● INSTRUCTIONS TO FOLLOW: Only lines containing "epsilon" are wanted from the data below. Copy those lines.
####
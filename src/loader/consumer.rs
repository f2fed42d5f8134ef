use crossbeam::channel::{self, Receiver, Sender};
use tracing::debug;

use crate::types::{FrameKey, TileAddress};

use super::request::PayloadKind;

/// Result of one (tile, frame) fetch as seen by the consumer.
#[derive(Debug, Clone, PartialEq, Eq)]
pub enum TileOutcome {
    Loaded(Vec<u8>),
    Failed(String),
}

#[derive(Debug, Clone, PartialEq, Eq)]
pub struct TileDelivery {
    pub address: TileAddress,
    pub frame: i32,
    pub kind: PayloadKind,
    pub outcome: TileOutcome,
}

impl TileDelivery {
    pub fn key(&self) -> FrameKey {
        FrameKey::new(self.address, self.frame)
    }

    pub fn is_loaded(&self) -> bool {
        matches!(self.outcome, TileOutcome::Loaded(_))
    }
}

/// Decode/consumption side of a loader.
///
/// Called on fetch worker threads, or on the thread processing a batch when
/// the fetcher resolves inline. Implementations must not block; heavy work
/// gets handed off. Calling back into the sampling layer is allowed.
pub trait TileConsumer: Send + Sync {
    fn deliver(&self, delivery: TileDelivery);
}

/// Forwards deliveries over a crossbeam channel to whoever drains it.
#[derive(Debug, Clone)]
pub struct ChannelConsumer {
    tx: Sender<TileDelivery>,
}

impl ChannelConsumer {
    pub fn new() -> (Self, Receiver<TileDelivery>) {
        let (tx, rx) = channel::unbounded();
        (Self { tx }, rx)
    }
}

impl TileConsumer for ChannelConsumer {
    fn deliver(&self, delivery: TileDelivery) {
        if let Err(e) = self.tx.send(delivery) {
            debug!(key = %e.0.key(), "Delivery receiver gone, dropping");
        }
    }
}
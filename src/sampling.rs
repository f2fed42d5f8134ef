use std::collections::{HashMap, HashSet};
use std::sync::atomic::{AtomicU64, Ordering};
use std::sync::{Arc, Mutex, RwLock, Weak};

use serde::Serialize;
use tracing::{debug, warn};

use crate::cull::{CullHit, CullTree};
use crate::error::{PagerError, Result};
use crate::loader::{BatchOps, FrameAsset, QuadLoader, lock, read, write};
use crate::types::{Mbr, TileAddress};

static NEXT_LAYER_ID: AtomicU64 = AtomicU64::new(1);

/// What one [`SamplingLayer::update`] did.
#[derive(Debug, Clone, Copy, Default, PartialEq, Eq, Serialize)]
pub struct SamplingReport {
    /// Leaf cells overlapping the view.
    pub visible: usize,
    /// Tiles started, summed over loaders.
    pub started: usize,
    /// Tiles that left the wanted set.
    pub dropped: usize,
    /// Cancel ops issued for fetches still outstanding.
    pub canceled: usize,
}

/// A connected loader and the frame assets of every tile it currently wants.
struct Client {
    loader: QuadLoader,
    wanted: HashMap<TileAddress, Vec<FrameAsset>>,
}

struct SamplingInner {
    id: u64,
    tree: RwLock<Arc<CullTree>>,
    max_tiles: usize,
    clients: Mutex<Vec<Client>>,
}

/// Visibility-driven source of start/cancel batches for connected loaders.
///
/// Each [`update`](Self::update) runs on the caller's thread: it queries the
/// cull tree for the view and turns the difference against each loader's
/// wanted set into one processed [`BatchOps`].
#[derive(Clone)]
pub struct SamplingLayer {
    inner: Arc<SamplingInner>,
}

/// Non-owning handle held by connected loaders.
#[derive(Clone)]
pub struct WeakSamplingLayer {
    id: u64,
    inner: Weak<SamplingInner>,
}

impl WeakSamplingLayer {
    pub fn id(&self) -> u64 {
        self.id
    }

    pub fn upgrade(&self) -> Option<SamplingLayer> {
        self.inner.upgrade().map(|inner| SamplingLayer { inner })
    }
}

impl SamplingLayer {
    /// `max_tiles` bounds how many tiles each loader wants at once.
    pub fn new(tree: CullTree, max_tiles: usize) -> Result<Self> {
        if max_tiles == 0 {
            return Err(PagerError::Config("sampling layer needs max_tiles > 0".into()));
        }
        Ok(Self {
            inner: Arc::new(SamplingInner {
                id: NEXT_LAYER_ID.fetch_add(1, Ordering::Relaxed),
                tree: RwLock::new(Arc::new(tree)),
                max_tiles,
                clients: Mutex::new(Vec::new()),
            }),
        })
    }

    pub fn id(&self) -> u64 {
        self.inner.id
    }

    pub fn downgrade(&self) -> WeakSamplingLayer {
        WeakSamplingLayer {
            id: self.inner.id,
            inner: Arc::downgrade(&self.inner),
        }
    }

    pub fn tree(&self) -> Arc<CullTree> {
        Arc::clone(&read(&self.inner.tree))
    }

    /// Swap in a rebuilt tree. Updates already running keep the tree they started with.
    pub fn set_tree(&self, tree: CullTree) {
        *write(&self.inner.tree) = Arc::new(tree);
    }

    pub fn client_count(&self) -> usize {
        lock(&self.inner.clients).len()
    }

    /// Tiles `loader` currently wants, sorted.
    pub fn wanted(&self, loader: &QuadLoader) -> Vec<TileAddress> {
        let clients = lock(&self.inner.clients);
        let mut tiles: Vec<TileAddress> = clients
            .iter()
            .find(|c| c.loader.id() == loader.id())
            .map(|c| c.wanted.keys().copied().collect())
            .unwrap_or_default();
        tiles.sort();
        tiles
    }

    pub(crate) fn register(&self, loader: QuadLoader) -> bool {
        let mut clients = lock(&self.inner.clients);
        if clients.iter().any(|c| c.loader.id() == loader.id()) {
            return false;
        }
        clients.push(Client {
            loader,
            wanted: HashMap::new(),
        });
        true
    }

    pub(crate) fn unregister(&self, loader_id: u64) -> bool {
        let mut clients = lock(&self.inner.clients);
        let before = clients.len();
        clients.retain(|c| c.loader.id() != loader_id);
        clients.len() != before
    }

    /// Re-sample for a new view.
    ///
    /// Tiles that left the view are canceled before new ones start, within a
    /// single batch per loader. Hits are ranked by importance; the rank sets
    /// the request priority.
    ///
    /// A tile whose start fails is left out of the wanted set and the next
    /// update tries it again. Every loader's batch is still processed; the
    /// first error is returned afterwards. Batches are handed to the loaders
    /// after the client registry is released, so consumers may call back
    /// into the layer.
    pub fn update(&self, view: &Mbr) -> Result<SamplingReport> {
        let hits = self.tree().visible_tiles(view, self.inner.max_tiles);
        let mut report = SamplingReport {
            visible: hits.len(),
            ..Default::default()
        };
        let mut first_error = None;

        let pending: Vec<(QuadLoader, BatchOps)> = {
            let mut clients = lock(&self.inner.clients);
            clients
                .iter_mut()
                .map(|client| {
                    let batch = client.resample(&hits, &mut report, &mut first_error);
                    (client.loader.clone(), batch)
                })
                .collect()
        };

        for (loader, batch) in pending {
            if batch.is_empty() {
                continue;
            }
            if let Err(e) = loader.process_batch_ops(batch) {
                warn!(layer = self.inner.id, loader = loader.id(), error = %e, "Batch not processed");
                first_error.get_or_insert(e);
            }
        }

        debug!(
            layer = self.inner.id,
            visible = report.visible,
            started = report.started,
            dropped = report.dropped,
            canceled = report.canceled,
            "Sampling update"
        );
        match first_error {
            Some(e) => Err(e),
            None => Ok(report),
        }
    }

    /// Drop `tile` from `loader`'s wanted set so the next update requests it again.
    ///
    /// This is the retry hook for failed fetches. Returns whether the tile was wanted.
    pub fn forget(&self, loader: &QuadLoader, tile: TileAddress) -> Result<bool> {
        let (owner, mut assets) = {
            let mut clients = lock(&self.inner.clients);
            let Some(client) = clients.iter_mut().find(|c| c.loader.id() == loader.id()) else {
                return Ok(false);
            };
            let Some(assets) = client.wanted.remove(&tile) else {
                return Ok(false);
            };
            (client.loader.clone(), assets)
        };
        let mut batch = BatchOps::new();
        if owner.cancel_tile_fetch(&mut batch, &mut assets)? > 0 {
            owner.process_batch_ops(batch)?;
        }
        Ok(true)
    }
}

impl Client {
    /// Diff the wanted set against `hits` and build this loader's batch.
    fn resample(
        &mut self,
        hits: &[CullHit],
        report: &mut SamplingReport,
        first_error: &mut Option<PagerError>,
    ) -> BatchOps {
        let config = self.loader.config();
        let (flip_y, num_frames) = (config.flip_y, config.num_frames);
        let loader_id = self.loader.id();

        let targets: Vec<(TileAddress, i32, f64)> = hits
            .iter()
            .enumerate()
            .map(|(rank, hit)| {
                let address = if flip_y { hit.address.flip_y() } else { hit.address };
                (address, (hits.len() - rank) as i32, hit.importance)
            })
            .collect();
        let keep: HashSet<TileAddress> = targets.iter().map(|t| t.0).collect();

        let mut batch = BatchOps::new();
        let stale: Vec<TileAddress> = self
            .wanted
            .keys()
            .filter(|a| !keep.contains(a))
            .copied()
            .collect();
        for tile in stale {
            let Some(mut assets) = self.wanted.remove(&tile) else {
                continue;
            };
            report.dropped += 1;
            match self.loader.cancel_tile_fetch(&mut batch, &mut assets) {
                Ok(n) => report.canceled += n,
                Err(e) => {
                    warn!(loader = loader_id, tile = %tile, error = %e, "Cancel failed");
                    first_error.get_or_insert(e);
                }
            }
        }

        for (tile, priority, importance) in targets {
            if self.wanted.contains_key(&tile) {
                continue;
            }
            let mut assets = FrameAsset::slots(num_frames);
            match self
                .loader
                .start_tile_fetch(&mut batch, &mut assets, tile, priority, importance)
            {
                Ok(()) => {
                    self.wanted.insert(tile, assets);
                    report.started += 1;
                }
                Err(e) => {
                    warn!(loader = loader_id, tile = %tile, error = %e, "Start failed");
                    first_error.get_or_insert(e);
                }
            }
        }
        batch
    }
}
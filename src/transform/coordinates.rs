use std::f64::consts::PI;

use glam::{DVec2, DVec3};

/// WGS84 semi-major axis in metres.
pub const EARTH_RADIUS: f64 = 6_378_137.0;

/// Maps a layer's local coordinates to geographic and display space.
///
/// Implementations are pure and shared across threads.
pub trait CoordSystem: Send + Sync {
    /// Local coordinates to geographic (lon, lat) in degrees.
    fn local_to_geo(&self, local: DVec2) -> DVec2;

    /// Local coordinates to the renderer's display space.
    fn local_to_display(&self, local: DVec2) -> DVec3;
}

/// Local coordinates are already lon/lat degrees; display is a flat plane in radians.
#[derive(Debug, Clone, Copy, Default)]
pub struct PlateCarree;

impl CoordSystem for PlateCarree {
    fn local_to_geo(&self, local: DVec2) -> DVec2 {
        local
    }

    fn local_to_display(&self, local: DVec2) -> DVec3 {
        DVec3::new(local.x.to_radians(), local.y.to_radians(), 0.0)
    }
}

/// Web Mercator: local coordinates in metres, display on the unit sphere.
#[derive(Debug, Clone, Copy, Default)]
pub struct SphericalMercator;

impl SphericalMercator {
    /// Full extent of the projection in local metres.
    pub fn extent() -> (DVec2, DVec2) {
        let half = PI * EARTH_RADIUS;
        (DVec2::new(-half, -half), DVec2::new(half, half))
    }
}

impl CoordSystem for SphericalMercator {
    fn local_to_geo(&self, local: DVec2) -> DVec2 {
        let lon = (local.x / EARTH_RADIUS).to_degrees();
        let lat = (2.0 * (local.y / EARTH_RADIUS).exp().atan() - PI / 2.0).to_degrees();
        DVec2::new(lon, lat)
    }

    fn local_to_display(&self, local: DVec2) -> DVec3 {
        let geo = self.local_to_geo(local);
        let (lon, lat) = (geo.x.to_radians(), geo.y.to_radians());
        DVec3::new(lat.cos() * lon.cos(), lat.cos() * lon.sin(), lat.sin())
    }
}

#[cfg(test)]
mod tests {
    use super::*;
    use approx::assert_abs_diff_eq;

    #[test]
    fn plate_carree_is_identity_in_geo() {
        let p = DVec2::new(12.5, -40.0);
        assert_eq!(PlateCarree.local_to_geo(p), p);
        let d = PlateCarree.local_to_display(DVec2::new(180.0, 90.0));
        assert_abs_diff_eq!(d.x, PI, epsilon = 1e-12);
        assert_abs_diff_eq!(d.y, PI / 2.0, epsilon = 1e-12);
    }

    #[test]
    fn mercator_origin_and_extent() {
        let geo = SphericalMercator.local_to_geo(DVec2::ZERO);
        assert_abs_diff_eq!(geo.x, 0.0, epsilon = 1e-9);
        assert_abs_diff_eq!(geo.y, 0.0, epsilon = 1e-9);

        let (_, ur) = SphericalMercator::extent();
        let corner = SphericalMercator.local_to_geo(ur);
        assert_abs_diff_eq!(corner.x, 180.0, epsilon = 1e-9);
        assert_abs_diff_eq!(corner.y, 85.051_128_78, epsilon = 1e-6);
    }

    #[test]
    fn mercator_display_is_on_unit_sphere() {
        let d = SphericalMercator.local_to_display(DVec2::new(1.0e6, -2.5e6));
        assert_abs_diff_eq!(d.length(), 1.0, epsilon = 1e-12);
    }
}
####
● RESPONSE:
        assert_abs_diff_eq!(d.x, PI, epsilon = 1e-12);
        assert_abs_diff_eq!(d.y, PI / 2.0, epsilon = 1e-12);
        assert_abs_diff_eq!(geo.x, 0.0, epsilon = 1e-9);
        assert_abs_diff_eq!(geo.y, 0.0, epsilon = 1e-9);
        assert_abs_diff_eq!(corner.x, 180.0, epsilon = 1e-9);
        assert_abs_diff_eq!(corner.y, 85.051_128_78, epsilon = 1e-6);
        assert_abs_diff_eq!(d.length(), 1.0, epsilon = 1e-12);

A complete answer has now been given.